12. Area Map/Scatter Map
These data visualisations allow you to see immediately which geographical locations are most significant to your business. Data is visualised as points of colour on a map; values are represented by circle size.
For example, the map below depicts website visitors by location, while the colour indicates the percentage of conversions (the brighter the green, the higher the conversion rate).

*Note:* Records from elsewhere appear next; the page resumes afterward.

use serde::{Deserialize, Serialize};
use thiserror::Error;
use uuid::Uuid;

pub const MAX_NAME_CHARS: usize = 100;
pub const MIN_GRADE: u32 = 18;
pub const MAX_GRADE: u32 = 30;
pub const MIN_CREDITS: u32 = 1;
pub const MAX_CREDITS: u32 = 50;

#[derive(Debug, Error, PartialEq, Eq)]
pub enum ExamError {
    #[error("exam name must not be empty")]
    EmptyName,
    #[error("grade {0} is outside 18..=30")]
    GradeOutOfRange(u32),
    #[error("credits {0} are outside 1..=50")]
    CreditsOutOfRange(u32),
    #[error("honors are only awarded with a grade of 30, got {0}")]
    HonorsWithoutMaxGrade(u32),
    #[error("a recognized exam carries no grade")]
    RecognitionWithGrade,
    #[error("a recognized exam can not carry honors")]
    RecognitionWithHonors,
    #[error("a graded exam needs a grade")]
    MissingGrade,
    #[error("'{value}' is not a valid {field}")]
    NotANumber { field: &'static str, value: String },
}

/// A single exam on the student's record.
///
/// Fields are private: every record is built through [`ExamRecord::graded`],
/// [`ExamRecord::recognition`] or [`ExamRecord::from_input`], and records read
/// back from the store go through the same checks, so a record with honors
/// always has a grade of 30.
#[derive(Debug, Clone, PartialEq, Eq, Serialize, Deserialize)]
#[serde(try_from = "StoredExam")]
pub struct ExamRecord {
    id: Uuid,
    name: String,
    grade: Option<u32>,
    with_honors: bool,
    credits: u32,
    is_recognition: bool,
}

#[derive(Deserialize)]
struct StoredExam {
    id: Uuid,
    name: String,
    grade: Option<u32>,
    #[serde(default)]
    with_honors: bool,
    credits: u32,
    #[serde(default)]
    is_recognition: bool,
}

impl TryFrom<StoredExam> for ExamRecord {
    type Error = ExamError;

    fn try_from(stored: StoredExam) -> Result<Self, Self::Error> {
        ExamRecord::validated(
            stored.id,
            &stored.name,
            stored.grade,
            stored.with_honors,
            stored.credits,
            stored.is_recognition,
        )
    }
}

impl ExamRecord {
    pub fn graded(
        name: &str,
        grade: u32,
        credits: u32,
        with_honors: bool,
    ) -> Result<Self, ExamError> {
        Self::validated(Uuid::new_v4(), name, Some(grade), with_honors, credits, false)
    }

    pub fn recognition(name: &str, credits: u32) -> Result<Self, ExamError> {
        Self::validated(Uuid::new_v4(), name, None, false, credits, true)
    }

    /// Builds a record from raw form input. A blank grade counts as absent.
    pub fn from_input(
        name: &str,
        grade: Option<&str>,
        credits: &str,
        with_honors: bool,
        is_recognition: bool,
    ) -> Result<Self, ExamError> {
        let credits = parse_number("credits", credits)?;

        if is_recognition {
            if grade.is_some_and(|value| !value.trim().is_empty()) {
                return Err(ExamError::RecognitionWithGrade);
            }
            if with_honors {
                return Err(ExamError::RecognitionWithHonors);
            }
            return Self::recognition(name, credits);
        }

        let grade = match grade.map(str::trim).filter(|value| !value.is_empty()) {
            Some(value) => parse_number("grade", value)?,
            None => return Err(ExamError::MissingGrade),
        };
        Self::graded(name, grade, credits, with_honors)
    }

    fn validated(
        id: Uuid,
        name: &str,
        grade: Option<u32>,
        with_honors: bool,
        credits: u32,
        is_recognition: bool,
    ) -> Result<Self, ExamError> {
        let name = sanitize_name(name)?;

        if !(MIN_CREDITS..=MAX_CREDITS).contains(&credits) {
            return Err(ExamError::CreditsOutOfRange(credits));
        }

        let grade = if is_recognition {
            if grade.is_some() {
                return Err(ExamError::RecognitionWithGrade);
            }
            if with_honors {
                return Err(ExamError::RecognitionWithHonors);
            }
            None
        } else {
            let grade = grade.ok_or(ExamError::MissingGrade)?;
            if !(MIN_GRADE..=MAX_GRADE).contains(&grade) {
                return Err(ExamError::GradeOutOfRange(grade));
            }
            if with_honors && grade != MAX_GRADE {
                return Err(ExamError::HonorsWithoutMaxGrade(grade));
            }
            Some(grade)
        };

        Ok(Self {
            id,
            name,
            grade,
            with_honors,
            credits,
            is_recognition,
        })
    }

    pub fn id(&self) -> Uuid {
        self.id
    }

    pub fn name(&self) -> &str {
        &self.name
    }

    /// `None` for recognitions.
    pub fn grade(&self) -> Option<u32> {
        self.grade
    }

    pub fn with_honors(&self) -> bool {
        self.with_honors
    }

    pub fn credits(&self) -> u32 {
        self.credits
    }

    pub fn is_recognition(&self) -> bool {
        self.is_recognition
    }

    /// Short badge used in listings: `C` for recognitions, `30L` for honors.
    pub fn badge(&self) -> String {
        match self.grade {
            None => "C".to_string(),
            Some(grade) if self.with_honors => format!("{grade}L"),
            Some(grade) => grade.to_string(),
        }
    }
}

pub fn sanitize_name(raw: &str) -> Result<String, ExamError> {
    let truncated: String = raw.trim().chars().take(MAX_NAME_CHARS).collect();
    let name = truncated.trim_end();
    if name.is_empty() {
        return Err(ExamError::EmptyName);
    }
    Ok(name.to_string())
}

pub fn parse_number(field: &'static str, raw: &str) -> Result<u32, ExamError> {
    raw.trim().parse().map_err(|_| ExamError::NotANumber {
        field,
        value: raw.to_string(),
    })
}
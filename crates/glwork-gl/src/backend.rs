//! The seam between the dispatcher and a GL implementation.

use std::ffi::CStr;

use glwork_core::handles::*;

/// One method per supported GL entry point, with typed arguments.
///
/// Implementations exist for the real driver ([`crate::NativeGl`]) and for
/// tests ([`crate::RecordingGl`]). Every method maps onto exactly one GL call;
/// GL errors are left in the driver for [`GlBackend::get_error`] to collect.
pub trait GlBackend {
    fn active_texture(&mut self, texture: Enum);
    fn attach_shader(&mut self, program: Program, shader: Shader);
    fn bind_buffer(&mut self, target: Enum, buffer: Buffer);
    fn bind_texture(&mut self, target: Enum, texture: Texture);
    fn bind_vertex_array(&mut self, array: VertexArray);
    fn blend_color(&mut self, red: f32, green: f32, blue: f32, alpha: f32);
    fn blend_func(&mut self, sfactor: Enum, dfactor: Enum);
    fn buffer_data(&mut self, target: Enum, data: &[u8], usage: Enum);
    fn clear(&mut self, mask: u32);
    fn clear_color(&mut self, red: f32, green: f32, blue: f32, alpha: f32);
    fn compile_shader(&mut self, shader: Shader);
    fn create_program(&mut self) -> Program;
    fn create_shader(&mut self, ty: Enum) -> Shader;
    fn delete_buffer(&mut self, buffer: Buffer);
    fn delete_texture(&mut self, texture: Texture);
    fn disable(&mut self, cap: Enum);
    fn draw_arrays(&mut self, mode: Enum, first: i32, count: i32);
    fn enable(&mut self, cap: Enum);
    fn enable_vertex_attrib_array(&mut self, attrib: Attrib);
    fn flush(&mut self);
    fn gen_buffer(&mut self) -> Buffer;
    fn gen_texture(&mut self) -> Texture;
    fn gen_vertex_array(&mut self) -> VertexArray;
    /// Returns `-1` when `name` is not an active attribute.
    fn get_attrib_location(&mut self, program: Program, name: &CStr) -> i32;
    fn get_error(&mut self) -> Enum;
    /// Writes a NUL-terminated log into `buf`; returns the length excluding the NUL.
    fn get_shader_info_log(&mut self, shader: Shader, buf: &mut [u8]) -> usize;
    /// Writes NUL-terminated source into `buf`; returns the length excluding the NUL.
    fn get_shader_source(&mut self, shader: Shader, buf: &mut [u8]) -> usize;
    fn get_shaderi(&mut self, shader: Shader, pname: Enum) -> i32;
    fn get_tex_parameteri(&mut self, target: Enum, pname: Enum) -> i32;
    fn get_uniform_location(&mut self, program: Program, name: &CStr) -> Uniform;
    fn link_program(&mut self, program: Program);
    /// `out` is exactly as long as the rectangle requires.
    #[allow(clippy::too_many_arguments)]
    fn read_pixels(
        &mut self,
        x: i32,
        y: i32,
        width: i32,
        height: i32,
        format: Enum,
        ty: Enum,
        out: &mut [u8],
    );
    fn scissor(&mut self, x: i32, y: i32, width: i32, height: i32);
    fn shader_source(&mut self, shader: Shader, source: &str);
    #[allow(clippy::too_many_arguments)]
    fn tex_image_2d(
        &mut self,
        target: Enum,
        level: i32,
        internal_format: i32,
        width: i32,
        height: i32,
        format: Enum,
        ty: Enum,
        pixels: Option<&[u8]>,
    );
    fn tex_parameteri(&mut self, target: Enum, pname: Enum, param: i32);
    fn uniform1f(&mut self, location: Uniform, value: f32);
    fn uniform4f(&mut self, location: Uniform, values: [f32; 4]);
    fn uniform4fv(&mut self, location: Uniform, values: &[[f32; 4]]);
    fn use_program(&mut self, program: Program);
    fn vertex_attrib_pointer(
        &mut self,
        attrib: Attrib,
        size: i32,
        ty: Enum,
        normalized: bool,
        stride: i32,
        offset: usize,
    );
    fn viewport(&mut self, x: i32, y: i32, width: i32, height: i32);
}
//! Print the C header for `struct fnargs` and `processFn`.
//!
//! Usage: `glwork-header > glwork.h`. Build scripts can call
//! `glwork_core::header::write_c_header` instead.

fn main() {
    print!("{}", glwork_core::header::render_c_header());
}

This kind of representation is incredibly useful as it gives two vital pieces of information at a glance: where in the world most of your visitors are from, compared to where in the world your most valuable visitors are from. Insights like these can show weaknesses in a marketing strategy in seconds.
13. Funnel Chart
This is a very specific type of visualisation that depicts the decreasing values as customers move through the sales funnel. The beauty of it is that it brings to life your conversion rates at each step, so you can see quickly where you are losing people in the process. The funnel chart below shows the number of people at each demand stage, from initial website visit, through every touchpoint until a final sale:
14. Fisheye/Cartesian Distortion
Finally, this isn’t a data visualisation style per se, but rather a useful addition that allows you to zoom into the details in a more complex visualisation, like a force-directed graph or bubble chart. As you move your cursor over a graph, the area you’re seeing expands in fisheye view, allowing you to dip in and out to see more granular details as needed. Take a look at how it works here.
Final Thoughts …
Whichever type of data visualisation you opt for, remember that to make it accurate and effective, the software you use must be able to interact effectively with your data.
Your data visualisation software should be able to handle whichever data sources you throw at it. You must be able to clean and prepare your data properly. You should be able to incorporate a powerful external visualisation tool like D3 to enhance your results. Without a powerful, flexible platform, you could end up creating a beautiful structure … but on very shaky foundations.